→ **TASK DIRECTIONS**
What is needed is an exact transcription of every entry below.

▶

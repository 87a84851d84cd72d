//! Unwind signals and Translation Result definitions.
//!
//! This module defines the control-flow and error types of the privileged core. It provides:
//! 1. **Unwind Signal:** The typed replacement for a non-local jump back to the dispatch loop.
//! 2. **Fatal Errors:** Conditions that must abort emulation instead of reaching the guest.
//! 3. **Translation Results:** The outcome of a page-table walk handed to the MMU-fault bridge.

use std::fmt;

use thiserror::Error;

use super::addr::{PhysAddr, VirtAddr};
use crate::isa::privileged::cause::Exception;

/// Result type of every operation that can unwind to the dispatch loop.
pub type CpuResult<T> = Result<T, Unwind>;

/// Direction of a CSR access, for fatal-error reporting.
#[derive(Clone, Copy, Debug, PartialEq, Eq)]
pub enum CsrDirection {
    /// `csrr*` read half.
    Read,
    /// `csrr*` write half.
    Write,
}

impl fmt::Display for CsrDirection {
    fn fmt(&self, f: &mut fmt::Formatter<'_>) -> fmt::Result {
        f.write_str(match self {
            Self::Read => "read",
            Self::Write => "write",
        })
    }
}

/// Emulator errors with no correct guest-visible behavior.
///
/// When one of these reaches the dispatch loop, emulation of the hart must stop.
#[derive(Clone, Debug, PartialEq, Eq, Error)]
pub enum FatalError {
    /// Access to a debug-trigger register that this core does not model.
    #[error("CSR {name} ({csr:#05x}) {direction} not implemented")]
    UnimplementedCsr {
        /// CSR number.
        csr: u16,
        /// Architectural register name.
        name: &'static str,
        /// Whether the read or the write half hit the register.
        direction: CsrDirection,
    },

    /// Privilege value above Machine passed to the transition engine.
    #[error("invalid privilege level {0} requested")]
    InvalidPrivilege(u64),
}

/// Signal that unwinds the in-flight instruction back to the dispatch loop.
///
/// Producing an `Unwind::Exception` means the cause (and bad address, if any) has
/// already been recorded in the hart's transient state; nothing else the faulting
/// instruction did may survive.
#[derive(Clone, Debug, PartialEq, Eq, Error)]
pub enum Unwind {
    /// Guest-visible trap or internal pseudo-cause; the dispatch loop vectors or resumes.
    #[error("exception {0}")]
    Exception(Exception),

    /// Emulation must abort.
    #[error("fatal emulator error: {0}")]
    Fatal(#[from] FatalError),
}

impl Unwind {
    /// Returns the exception carried by this unwind, if it is not fatal.
    pub const fn exception(&self) -> Option<Exception> {
        match self {
            Self::Exception(exception) => Some(*exception),
            Self::Fatal(_) => None,
        }
    }

    /// Returns `true` when the dispatch loop must abort emulation.
    pub const fn is_fatal(&self) -> bool {
        matches!(self, Self::Fatal(_))
    }
}

/// Fault reported by the page-table walker.
#[derive(Clone, Copy, Debug, PartialEq, Eq)]
pub struct TranslationFault {
    /// Cause the walker chose (access fault or page fault).
    pub cause: Exception,
    /// Faulting virtual address, recorded as `badaddr`.
    pub badaddr: VirtAddr,
}

/// Result of a virtual-to-physical address translation operation.
#[derive(Clone, Copy, Debug, PartialEq, Eq)]
pub struct TranslationResult {
    /// The translated physical address, or zero if translation failed.
    pub paddr: PhysAddr,
    /// Fault that occurred during translation, if any.
    pub fault: Option<TranslationFault>,
}

impl TranslationResult {
    /// Creates a successful translation result.
    #[inline]
    pub const fn success(paddr: PhysAddr) -> Self {
        Self { paddr, fault: None }
    }

    /// Creates a translation result indicating a fault occurred.
    #[inline]
    pub const fn fault(cause: Exception, badaddr: VirtAddr) -> Self {
        Self {
            paddr: PhysAddr(0),
            fault: Some(TranslationFault { cause, badaddr }),
        }
    }

    /// Returns `true` if the walk produced a mapping.
    pub const fn is_success(&self) -> bool {
        self.fault.is_none()
    }
}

◀

→ **SOLUTION**
repository 87a84851d84cd72d
//! Unwind signals and Translation Result definitions.
//!
//! This module defines the control-flow and error types of the privileged core. It provides:
//! 1. **Unwind Signal:** The typed replacement for a non-local jump back to the dispatch loop.
//! 2. **Fatal Errors:** Conditions that must abort emulation instead of reaching the guest.
//! 3. **Translation Results:** The outcome of a page-table walk handed to the MMU-fault bridge.

use std::fmt;

use thiserror::Error;

use super::addr::{PhysAddr, VirtAddr};
use crate::isa::privileged::cause::Exception;

/// Result type of every operation that can unwind to the dispatch loop.
pub type CpuResult<T> = Result<T, Unwind>;

/// Direction of a CSR access, for fatal-error reporting.
#[derive(Clone, Copy, Debug, PartialEq, Eq)]
pub enum CsrDirection {
    /// `csrr*` read half.
    Read,
    /// `csrr*` write half.
    Write,
}

impl fmt::Display for CsrDirection {
    fn fmt(&self, f: &mut fmt::Formatter<'_>) -> fmt::Result {
        f.write_str(match self {
            Self::Read => "read",
            Self::Write => "write",
        })
    }
}

/// Emulator errors with no correct guest-visible behavior.
///
/// When one of these reaches the dispatch loop, emulation of the hart must stop.
#[derive(Clone, Debug, PartialEq, Eq, Error)]
pub enum FatalError {
    /// Access to a debug-trigger register that this core does not model.
    #[error("CSR {name} ({csr:#05x}) {direction} not implemented")]
    UnimplementedCsr {
        /// CSR number.
        csr: u16,
        /// Architectural register name.
        name: &'static str,
        /// Whether the read or the write half hit the register.
        direction: CsrDirection,
    },

    /// Privilege value above Machine passed to the transition engine.
    #[error("invalid privilege level {0} requested")]
    InvalidPrivilege(u64),
}

/// Signal that unwinds the in-flight instruction back to the dispatch loop.
///
/// Producing an `Unwind::Exception` means the cause (and bad address, if any) has
/// already been recorded in the hart's transient state; nothing else the faulting
/// instruction did may survive.
#[derive(Clone, Debug, PartialEq, Eq, Error)]
pub enum Unwind {
    /// Guest-visible trap or internal pseudo-cause; the dispatch loop vectors or resumes.
    #[error("exception {0}")]
    Exception(Exception),

    /// Emulation must abort.
    #[error("fatal emulator error: {0}")]
    Fatal(#[from] FatalError),
}

impl Unwind {
    /// Returns the exception carried by this unwind, if it is not fatal.
    pub const fn exception(&self) -> Option<Exception> {
        match self {
            Self::Exception(exception) => Some(*exception),
            Self::Fatal(_) => None,
        }
    }

    /// Returns `true` when the dispatch loop must abort emulation.
    pub const fn is_fatal(&self) -> bool {
        matches!(self, Self::Fatal(_))
    }
}

/// Fault reported by the page-table walker.
#[derive(Clone, Copy, Debug, PartialEq, Eq)]
pub struct TranslationFault {
    /// Cause the walker chose (access fault or page fault).
    pub cause: Exception,
    /// Faulting virtual address, recorded as `badaddr`.
    pub badaddr: VirtAddr,
}

/// Result of a virtual-to-physical address translation operation.
#[derive(Clone, Copy, Debug, PartialEq, Eq)]
pub struct TranslationResult {
    /// The translated physical address, or zero if translation failed.
    pub paddr: PhysAddr,
    /// Fault that occurred during translation, if any.
    pub fault: Option<TranslationFault>,
}

impl TranslationResult {
    /// Creates a successful translation result.
    #[inline]
    pub const fn success(paddr: PhysAddr) -> Self {
        Self { paddr, fault: None }
    }

    /// Creates a translation result indicating a fault occurred.
    #[inline]
    pub const fn fault(cause: Exception, badaddr: VirtAddr) -> Self {
        Self {
            paddr: PhysAddr(0),
            fault: Some(TranslationFault { cause, badaddr }),
        }
    }

    /// Returns `true` if the walk produced a mapping.
    pub const fn is_success(&self) -> bool {
        self.fault.is_none()
    }
}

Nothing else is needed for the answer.